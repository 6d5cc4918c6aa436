//! Title derivation.
//!
//! Titles are single lines of at most 50 visible characters, with `...`
//! appended when cut.

use url::Url;

use capnote_core::defaults::{LINK_CONTENT_TITLE, TITLE_SCAN_LINES, UNTITLED_NOTE};
use capnote_core::truncate_title;

/// Title for a note made from plain text: its first non-empty line.
pub fn title_from_text(text: &str) -> String {
    text.lines()
        .map(str::trim)
        .find(|line| !line.is_empty())
        .map(truncate_title)
        .unwrap_or_else(|| UNTITLED_NOTE.to_string())
}

/// Title for a note made from page content.
///
/// Uses the first non-empty line among the first three; otherwise names the
/// URL's host.
pub fn title_from_content(content: &str, url: &str) -> String {
    content
        .trim()
        .lines()
        .take(TITLE_SCAN_LINES)
        .map(str::trim)
        .find(|line| !line.is_empty())
        .map(truncate_title)
        .unwrap_or_else(|| host_title(url))
}

fn host_title(url: &str) -> String {
    let Ok(parsed) = Url::parse(url) else {
        return LINK_CONTENT_TITLE.to_string();
    };
    match (parsed.host_str(), parsed.port()) {
        (Some(host), Some(port)) => format!("content from {}:{}", host, port),
        (Some(host), None) => format!("content from {}", host),
        (None, _) => LINK_CONTENT_TITLE.to_string(),
    }
}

========

What is being asked = Only a verbatim transcription of the lines from the one containing "pub fn title_from_content(content: &str, url: &str)" through the last line of the records counts as the answer.

Solution for this exercise =
pub fn title_from_content(content: &str, url: &str) -> String {
    content
        .trim()
        .lines()
        .take(TITLE_SCAN_LINES)
        .map(str::trim)
        .find(|line| !line.is_empty())
        .map(truncate_title)
        .unwrap_or_else(|| host_title(url))
}

fn host_title(url: &str) -> String {
    let Ok(parsed) = Url::parse(url) else {
        return LINK_CONTENT_TITLE.to_string();
    };
    match (parsed.host_str(), parsed.port()) {
        (Some(host), Some(port)) => format!("content from {}:{}", host, port),
        (Some(host), None) => format!("content from {}", host),
        (None, _) => LINK_CONTENT_TITLE.to_string(),
    }
}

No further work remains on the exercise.